Some previous approaches have detected intrusions or vulnerabilities
by statically analyzing the source code or executables
[52], [24], [27]. Others [41], [46], [51] dynamically
track the information flow to understand taint propagations and
detect intrusions. In DoubleGuard, the new container-based
web server architecture enables us to separate the different
information flows by each session. This provides a means
of tracking the information flow from the web server to the
database server for each session. Our approach also does not
require us to analyze the source code or know the application
logic. For the static web page, our DoubleGuard approach does
not require application logic for building a model. However, as
we will discuss, although we do not require the full application
logic for dynamic web services, we do need to know the basic
user operations in order to model normal behavior.

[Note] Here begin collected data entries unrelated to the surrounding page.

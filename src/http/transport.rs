//! Transport: executes one HTTP exchange
//!
//! The executor hands a fully prepared [`TransportRequest`] to a
//! [`Transport`] and gets a [`TransportResponse`] back. A transport never
//! fails: connection problems are reported through
//! [`TransportResponse::error`], and non-2xx statuses are ordinary responses.

use super::body::BodyValue;
use crate::types::Method;
use reqwest::blocking::multipart::{Form, Part};
use reqwest::blocking::Client;
use reqwest::redirect::Policy;
use std::time::Duration;
use tracing::debug;

/// Connect timeout applied to every exchange
pub const CONNECT_TIMEOUT: Duration = Duration::from_secs(10);

/// Redirect hops followed before giving up
pub const MAX_REDIRECTS: usize = 5;

/// Body as the transport sends it
#[derive(Debug, Clone, Default, PartialEq)]
pub enum TransportBody {
    /// No body
    #[default]
    Empty,
    /// Encoded bytes
    Bytes(Vec<u8>),
    /// Fields the transport turns into a multipart form with its own boundary
    Form(Vec<(String, BodyValue)>),
}

impl TransportBody {
    /// Byte length when known before sending. Forms have no fixed length
    /// until the transport picks a boundary.
    pub fn byte_len(&self) -> Option<usize> {
        match self {
            TransportBody::Empty => Some(0),
            TransportBody::Bytes(bytes) => Some(bytes.len()),
            TransportBody::Form(_) => None,
        }
    }
}

/// One fully prepared exchange
#[derive(Debug, Clone, PartialEq)]
pub struct TransportRequest {
    pub method: Method,
    pub url: String,
    /// `"Name: value"` lines, in order
    pub headers: Vec<String>,
    pub body: TransportBody,
    /// Verify the server certificate
    pub tls_verify: bool,
    pub connect_timeout: Duration,
    pub max_redirects: usize,
}

/// What came back from one exchange
#[derive(Debug, Clone, Default, PartialEq, Eq)]
pub struct TransportResponse {
    /// HTTP status, 0 when no response was received
    pub status: u16,
    pub body: Option<Vec<u8>>,
    /// Empty unless the exchange failed
    pub error: String,
}

impl TransportResponse {
    /// A received response
    pub fn new(status: u16, body: impl Into<Vec<u8>>) -> Self {
        Self {
            status,
            body: Some(body.into()),
            error: String::new(),
        }
    }

    /// An exchange that produced no response
    pub fn failed(error: impl Into<String>) -> Self {
        Self {
            status: 0,
            body: None,
            error: error.into(),
        }
    }

    /// Whether the exchange failed before any status was received
    pub fn is_failure(&self) -> bool {
        self.status == 0 && !self.error.is_empty()
    }
}

/// Executes one HTTP exchange per call, blocking until it completes
pub trait Transport: Send + Sync + std::fmt::Debug {
    fn execute(&self, request: &TransportRequest) -> TransportResponse;
}

// ============================================================================
// reqwest transport
// ============================================================================

/// [`Transport`] backed by `reqwest::blocking`.
///
/// A client is built per exchange because TLS verification, connect timeout
/// and redirect limit all come from the request.
#[derive(Debug, Clone)]
pub struct ReqwestTransport {
    user_agent: String,
}

impl Default for ReqwestTransport {
    fn default() -> Self {
        Self {
            user_agent: format!("reqkit/{}", env!("CARGO_PKG_VERSION")),
        }
    }
}

impl ReqwestTransport {
    /// Create a transport with the default user agent
    pub fn new() -> Self {
        Self::default()
    }

    /// Set the user agent
    #[must_use]
    pub fn with_user_agent(mut self, agent: impl Into<String>) -> Self {
        self.user_agent = agent.into();
        self
    }

    fn build_client(&self, request: &TransportRequest) -> reqwest::Result<Client> {
        Client::builder()
            .user_agent(&self.user_agent)
            .connect_timeout(request.connect_timeout)
            .timeout(None::<Duration>)
            .redirect(Policy::limited(request.max_redirects))
            .danger_accept_invalid_certs(!request.tls_verify)
            .build()
    }

    fn send(&self, request: &TransportRequest) -> reqwest::Result<TransportResponse> {
        let client = self.build_client(request)?;
        let mut builder = client.request(request.method.into(), &request.url);

        let is_form = matches!(request.body, TransportBody::Form(_));
        for line in &request.headers {
            let Some((name, value)) = line.split_once(':') else {
                continue;
            };
            let name = name.trim();
            // The form sets its own boundary.
            if name.is_empty() || (is_form && name.eq_ignore_ascii_case("content-type")) {
                continue;
            }
            builder = builder.header(name, value.trim());
        }

        builder = match &request.body {
            TransportBody::Empty => builder,
            TransportBody::Bytes(bytes) => builder.body(bytes.clone()),
            TransportBody::Form(fields) => builder.multipart(build_form(fields)?),
        };

        let response = builder.send()?;
        let status = response.status().as_u16();
        debug!("{} {} -> {}", request.method, request.url, status);

        Ok(match response.bytes() {
            Ok(bytes) => TransportResponse::new(status, bytes.to_vec()),
            Err(e) => TransportResponse {
                status,
                body: None,
                error: error_chain(&e),
            },
        })
    }
}

impl Transport for ReqwestTransport {
    fn execute(&self, request: &TransportRequest) -> TransportResponse {
        self.send(request)
            .unwrap_or_else(|e| TransportResponse::failed(error_chain(&e)))
    }
}

fn build_form(fields: &[(String, BodyValue)]) -> reqwest::Result<Form> {
    let mut form = Form::new();
    for (name, value) in fields {
        form = match value {
            BodyValue::Json(serde_json::Value::String(text)) => {
                form.text(name.clone(), text.clone())
            }
            BodyValue::Json(serde_json::Value::Null) => form.text(name.clone(), String::new()),
            BodyValue::Json(other) => form.text(name.clone(), other.to_string()),
            BodyValue::File(file) => {
                let mut part = Part::bytes(file.content.clone()).file_name(file.file_name.clone());
                if let Some(mime) = &file.mime_type {
                    part = part.mime_str(mime)?;
                }
                form.part(name.clone(), part)
            }
        };
    }
    Ok(form)
}

/// Error message including every source, e.g.
/// `error sending request for url (...): tcp connect error: Connection refused`
fn error_chain(err: &dyn std::error::Error) -> String {
    let mut message = err.to_string();
    let mut source = err.source();
    while let Some(inner) = source {
        message.push_str(": ");
        message.push_str(&inner.to_string());
        source = inner.source();
    }
    message
}

#[cfg(test)]
mod transport_tests {
    use super::*;
    use crate::http::body::FilePart;

    #[test]
    fn test_transport_body_len() {
        assert_eq!(TransportBody::Empty.byte_len(), Some(0));
        assert_eq!(TransportBody::Bytes(b"abc".to_vec()).byte_len(), Some(3));
        assert_eq!(TransportBody::Form(Vec::new()).byte_len(), None);
    }

    #[test]
    fn test_failed_response() {
        let response = TransportResponse::failed("connection refused");
        assert!(response.is_failure());
        assert!(response.body.is_none());

        assert!(!TransportResponse::new(500, "oops").is_failure());
    }

    #[test]
    fn test_user_agent() {
        let transport = ReqwestTransport::new();
        assert_eq!(
            transport.user_agent,
            format!("reqkit/{}", env!("CARGO_PKG_VERSION"))
        );

        let transport = transport.with_user_agent("inventory-sync/2.1");
        assert_eq!(transport.user_agent, "inventory-sync/2.1");
    }

    #[test]
    fn test_form_rejects_bad_mime() {
        let fields = vec![(
            "file".to_string(),
            BodyValue::File(FilePart::new("a.bin", vec![1, 2]).with_mime("not a mime")),
        )];
        assert!(build_form(&fields).is_err());
    }

    #[test]
    fn test_unreachable_host_is_reported_not_raised() {
        let request = TransportRequest {
            method: Method::GET,
            url: "http://127.0.0.1:1/".to_string(),
            headers: vec![String::new(), "Accept: text/plain".to_string()],
            body: TransportBody::Empty,
            tls_verify: false,
            connect_timeout: Duration::from_secs(2),
            max_redirects: MAX_REDIRECTS,
        };

        let response = ReqwestTransport::new().execute(&request);
        assert!(response.is_failure());
        assert!(response.error.contains("error sending request"));
    }
}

In addition, validating input is useful to detect or prevent
SQL or XSS injection attacks [23], [36]. This is orthogonal to
the DoubleGuard approach, which can utilize input validation
as an additional defense. However, we have found that Double-
Guard can detect SQL injection attacks by taking the structures
of web requests and database queries without looking into the
values of input parameters (i.e., no input validation at the web
sever).
Virtualization is used to isolate objects and enhance security
performance. Full virtualization and para-virtualization are
not the only approaches being taken. An alternative is a
lightweight virtualization, such as OpenVZ [14], Parallels Virtuozzo
[17], or Linux-VServer [11]. In general, these are based
on some sort of container concept. With containers, a group of
processes still appears to have its own dedicated system, yet
it is running in an isolated environment. On the other hand,
lightweight containers can have considerable performance
advantages over full virtualization or para-virtualization. Thousands
of containers can run on a single physical host. There
are also some desktop systems [37], [29] that use lightweight
virtualization to isolate different application instances. Such
virtualization techniques are commonly used for isolation and
containment of attacks. However, in our DoubleGuard, we
utilized the container ID to separate session traffic as a way
of extracting and identifying causal relationships between web
server requests and database query events.